-4-

16.4K 594 202
                                    

Medyada yüreklerde çarpıntıya sebep olucak Yiğit Tepe var. Herkese keyifli okumalar !!

Dakikalardır boş boş telefon ekranına bakıyordum. Bu herife ne yazabilirdim ki ? Direkt konuya girip kim olduğunu soramazdım. Bunu daha önce yapmıştım. Hem sorduğum gibi söyleyecekse neden bu kadar uğraşsın ki ? Sırf bana mesaj atmak için yeni bir hat almış gibiydi. Ayy böyle diyince de bir sevgi doldum hee.

Ay of bırak şimdi sevgiyi Arya ! Düşün ne yazıcaksın. Ne yazılırdı ki böyle bir durumda, ne denilebilirdi yani ? Of en iyisi normal sohbete başlıyor gibi başlamak. Sonra zaten devamı gelirdi.

Arya Çınar : Pişt !

Arya Çınar : Bugünün hesabını vermeden uyuyabileceğini düşünmedin herhalde !

Hıııh ! Alın işte güya normal sohbete başlıcaktım. Mesut Komiser gibi daldım olaya. Keşke lan filan deseydim, daha hayvanca olurdu böyle direkt engel yerdim filan. Oh kafam rahat.

Yatağımda sırt üstü uzanmış mesaj beklerken yüzümde kendiliğinden bir gülümseme oluştu. Sanki biri geldi ve böyle dudaklarımın iki kenarından çekiştirdi. Öylece benden habersiz bir gülümsemediydi ama farkındaydım. Gülümsemem içten değildi. Ben gülmemiştim ki bir kere, isteyerek olmamıştı ki.
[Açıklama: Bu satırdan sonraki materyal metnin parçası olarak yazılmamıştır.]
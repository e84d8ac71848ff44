//! Directive Interpreter
//!
//! Turns tokenized directive fields into global registrations and at most one
//! definition per line.

use std::fmt;

use crate::chars;
use crate::config::{DefConfig, GeneratorOptions, GlobalConfig};
use crate::directive::tokenizer;
use crate::error::DirectiveError;
use crate::template::Template;

/// Suffix marking a field as a global registration.
#[derive(Debug, Clone, Copy, PartialEq, Eq)]
pub enum SpecialKey {
    Args,
    Template,
    Return,
    All,
}

impl SpecialKey {
    /// Order in which suffixes are tried.
    pub const ALL: [SpecialKey; 4] = [
        SpecialKey::Args,
        SpecialKey::Template,
        SpecialKey::Return,
        SpecialKey::All,
    ];

    pub fn suffix(self) -> &'static str {
        match self {
            SpecialKey::Args => "Args",
            SpecialKey::Template => "Template",
            SpecialKey::Return => "Return",
            SpecialKey::All => "All",
        }
    }
}

/// Classified field name.
#[derive(Debug, Clone, Copy, PartialEq, Eq)]
pub enum FieldKey<'a> {
    Special { key: SpecialKey, extra: &'a str },
    Args,
    Gen,
    Alias,
    Return,
    Template,
    Option(&'a str),
}

impl<'a> FieldKey<'a> {
    pub fn classify(name: &'a str) -> FieldKey<'a> {
        for key in SpecialKey::ALL {
            if let Some(extra) = name.strip_suffix(key.suffix()) {
                if !extra.is_empty() {
                    return FieldKey::Special { key, extra };
                }
            }
        }
        match name {
            "args" => FieldKey::Args,
            "gen" => FieldKey::Gen,
            "alias" => FieldKey::Alias,
            "return" => FieldKey::Return,
            "template" => FieldKey::Template,
            other => FieldKey::Option(other),
        }
    }
}

/// Non-fatal problem found while interpreting directives.
#[derive(Debug, Clone, PartialEq, Eq)]
pub struct Diagnostic {
    pub line: usize,
    pub message: String,
}

impl fmt::Display for Diagnostic {
    fn fmt(&self, f: &mut fmt::Formatter<'_>) -> fmt::Result {
        write!(f, "line {}: {}", self.line, self.message)
    }
}

/// Result of interpreting one comment line.
#[derive(Debug, Default)]
pub struct LineOutcome {
    pub definition: Option<DefConfig>,
    pub diagnostics: Vec<Diagnostic>,
}

/// Split `name:value`, trimming both sides.
pub fn split_field(field: &str) -> Result<(&str, &str), DirectiveError> {
    match field.split_once(chars::COLON) {
        Some((name, value)) => Ok((name.trim(), value.trim())),
        None => Err(DirectiveError::Malformed {
            field: field.to_string(),
        }),
    }
}

pub struct DirectiveInterpreter<'o> {
    options: &'o GeneratorOptions,
}

impl<'o> DirectiveInterpreter<'o> {
    pub fn new(options: &'o GeneratorOptions) -> Self {
        DirectiveInterpreter { options }
    }

    /// Interpret one comment line. Lines that are not directives yield an
    /// empty outcome.
    pub fn interpret_line(&self, global: &mut GlobalConfig, line: usize, text: &str) -> LineOutcome {
        let mut outcome = LineOutcome::default();
        let fields = match tokenizer::tokenize(text) {
            Some(fields) => fields,
            None => return outcome,
        };

        let mut def = DefConfig::default();

        for field in fields.iter().skip(1) {
            let (name, raw_value) = match split_field(field) {
                Ok(parts) => parts,
                Err(err) => {
                    tracing::warn!(line, error = %err, "skipping directive field");
                    outcome.diagnostics.push(Diagnostic {
                        line,
                        message: err.to_string(),
                    });
                    continue;
                }
            };
            let key = FieldKey::classify(name);
            tracing::debug!(line, field = name, key = ?key, "directive field");

            if key == FieldKey::Gen {
                def.generator_ref = raw_value.to_string();
                continue;
            }

            let value = chars::strip_outer_quotes(raw_value).to_string();
            match key {
                FieldKey::Special { key, extra } => {
                    if let Err(message) = self.register(global, key, extra, value) {
                        tracing::warn!(line, name = extra, "{}", message);
                        outcome.diagnostics.push(Diagnostic { line, message });
                    }
                }
                FieldKey::Args => def.arguments_alias = value,
                FieldKey::Alias => def.alias = value,
                FieldKey::Return => def.return_alias = value,
                FieldKey::Template => def.template_name = value,
                FieldKey::Option(name) => {
                    def.options.insert(name.to_string(), value);
                }
                FieldKey::Gen => {}
            }
        }

        // An empty `gen:` names nothing to generate.
        if !def.generator_ref.is_empty() {
            def.line = line;
            outcome.definition = Some(def);
        }
        outcome
    }

    fn register(
        &self,
        global: &mut GlobalConfig,
        key: SpecialKey,
        extra: &str,
        value: String,
    ) -> Result<(), String> {
        match key {
            SpecialKey::All => {
                global.options.insert(extra.to_string(), value);
            }
            SpecialKey::Args => {
                global.argument_aliases.insert(extra.to_string(), value);
            }
            SpecialKey::Return => {
                global.return_aliases.insert(extra.to_string(), value);
            }
            SpecialKey::Template => {
                let path = self.options.template_path(&value);
                let template = Template::load(extra, &path).map_err(|e| e.to_string())?;
                tracing::debug!(name = extra, path = %path.display(), "registered template");
                global.templates.insert(extra.to_string(), template);
            }
        }
        Ok(())
    }
}
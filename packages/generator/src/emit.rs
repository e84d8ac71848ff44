//! Emission Driver
//!
//! Builds the render data for a definition and writes the rendered template to
//! the output sink.

use std::io::Write;
use std::path::PathBuf;

use indexmap::IndexMap;

use crate::config::{DefConfig, GlobalConfig};
use crate::descriptor::{FieldDescriptor, SymbolDescriptor};
use crate::error::{GeneratorError, Result, TemplateError};
use crate::template::Value;

fn entries<const N: usize>(pairs: [(&str, Value); N]) -> IndexMap<String, Value> {
    pairs
        .into_iter()
        .map(|(key, value)| (key.to_string(), value))
        .collect()
}

fn string_list(items: &[String]) -> Value {
    Value::List(items.iter().map(|s| Value::from(s.as_str())).collect())
}

/// `{ Name, Type, IsError }`, printed as `name type`.
pub fn field_value(field: &FieldDescriptor) -> Value {
    Value::object_with_display(
        entries([
            ("Name", Value::from(field.name())),
            ("Type", Value::from(field.type_string())),
            ("IsError", Value::from(field.is_error())),
        ]),
        field.to_string(),
    )
}

fn field_list(fields: &[FieldDescriptor]) -> Value {
    Value::List(fields.iter().map(field_value).collect())
}

pub fn symbol_value(symbol: &SymbolDescriptor) -> Value {
    Value::object_with_display(
        entries([
            ("Package", Value::from(symbol.package_name.as_str())),
            ("Name", Value::from(symbol.callable_name.as_str())),
            ("Receivers", field_list(&symbol.receiver_fields)),
            ("Arguments", field_list(&symbol.argument_fields)),
            ("Returns", field_list(&symbol.return_fields)),
        ]),
        format!("{}.{}", symbol.package_name, symbol.callable_name),
    )
}

pub fn global_value(global: &GlobalConfig) -> Value {
    let names: Vec<String> = global.templates.keys().cloned().collect();
    Value::object(entries([
        ("Options", Value::string_map(&global.options)),
        ("Arguments", Value::string_map(&global.argument_aliases)),
        ("Returns", Value::string_map(&global.return_aliases)),
        ("Templates", string_list(&names)),
    ]))
}

pub fn definition_value(def: &DefConfig, symbol: &SymbolDescriptor) -> Value {
    Value::object(entries([
        ("Generator", Value::from(def.generator_ref.as_str())),
        ("Method", Value::from(def.method_name.as_str())),
        ("OnType", string_list(&def.on_type)),
        ("Alias", Value::from(def.alias.as_str())),
        ("Arguments", Value::from(def.arguments_alias.as_str())),
        ("Return", Value::from(def.return_alias.as_str())),
        ("Template", Value::from(def.template_name.as_str())),
        ("Options", Value::string_map(&def.options)),
        ("Symbol", symbol_value(symbol)),
    ]))
}

/// Root data: `{ Global, Definition }`.
pub fn render_context(global: &GlobalConfig, def: &DefConfig, symbol: &SymbolDescriptor) -> Value {
    Value::Map(entries([
        ("Global", global_value(global)),
        ("Definition", definition_value(def, symbol)),
    ]))
}

/// Renders definitions against a frozen registry into a sink.
pub struct Emitter<'g, W> {
    global: &'g GlobalConfig,
    sink: W,
}

impl<'g, W: Write> Emitter<'g, W> {
    pub fn new(global: &'g GlobalConfig, sink: W) -> Self {
        Emitter { global, sink }
    }

    /// Render one definition. Returns `false` when it has no resolved symbol.
    pub fn emit(&mut self, def: &DefConfig) -> Result<bool> {
        let symbol = match def.resolved_symbol() {
            Some(symbol) => symbol,
            None => {
                tracing::debug!(generator = %def.generator_ref, "no resolved symbol, nothing to render");
                return Ok(false);
            }
        };
        let template = self
            .global
            .template(&def.template_name)
            .ok_or_else(|| TemplateError::NotRegistered {
                name: def.template_name.clone(),
            })?;

        let mut text = template.render(&render_context(self.global, def, symbol))?;
        if !text.ends_with('\n') {
            text.push('\n');
        }
        self.sink
            .write_all(text.as_bytes())
            .map_err(|e| GeneratorError::io(PathBuf::from("<output>"), e))?;
        tracing::debug!(generator = %def.generator_ref, template = template.name(), "rendered");
        Ok(true)
    }

    pub fn into_inner(self) -> W {
        self.sink
    }
}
Mesaj sesiyle dikkatimi parmaklarımın arasında ki telefona yönelttim. Gel bakalım Ayşe, seninle işimiz var.

Ayşe : Bende seni bekliyordum

Ayşe : Bugün konusunda aslında evet haklısın sana borçluyum. O kadar iyi oynayıp da tebrik edilmemek seni kızdırmış olmalı

Ayşe : Tebrik ederim küçük Jordan. Lakabına yakışır bir iş çıkardın

Pekala normalde olsa ard arda gelen bu mesajlarıyla mutlu olurdum ama şu an işi çeviriyordu. Açık açık sormadığım için kendi keyfine göre cevaplıyordu sorularımı.

Arya Çınar : Bizim okulda olmadığını söylemene rağmen beni izleyeceğini söyledin

Arya Çınar : Nasıl ?

Okulumuz gerçekten sıkı korunuyordu. Kapıdaki güvenlik görevlileri öğrenci kartı olmadan içeri sokmuyor, girişte bulunan danışma kartlarla açılan kilitli kapılardan velileri bile içeri nadir alıyorlardı. Müdür ve müdür yardımcısının odasını sırf bu yüzden danışmaya yapmışlardı. Şimdi bu herifin elini kolunu sallaya sallaya içeri girmesi garip ve imkansızdı.

Ayşe : Korkulması gereken biri olduğumu söylemiştim. Konu sen olunca hiçbir şey umrumda değil

Arya Çınar : Beni tanımıyorsun bile ! Nasıl bu kadar gözü kara olabilirsin ?

Aklım almıyordu. Sadece bir kaç gündür mesajlaştığım bu kimliği belirsiz adamın benim hakkımda bu kadar gözü kara olmasını aklım almıyordu işte !

Ayşe : Seni tanımıyorum öyle mi ?

Ayşe : Ben senin basketbolu çok sevdiğini, en sevdiğin rengin kırmızı olduğunu, içli köfte için ölüp bittiğini ve her ne kadar hoşlanmasam da kimya öğretmenine olan hayranlığını bilecek kadar tanımıyorum, evet

Ayşe : Ben, kimseye söyleyemediğin hatta kendine söylemeye bile çekindiğin aile özlemini bilecek kadar iyi tanıyorum seni. Anne ve babanın arkasından gizli gizli ağladığını hissedecek kadar iyi tanıyorum. Abin ve Yiğit'e sürekli kızsan da, onlardan bıktığını söylesen de onlar olmadan bir saniye bile yaşayamayacağını bilecek kadar iyi tanıyorum. Ben seni çok iyi tanıyorum Arya. Ben seni, senden bile iyi tanıtıyorum çünkü ben seni, senden daha çok seviyorum.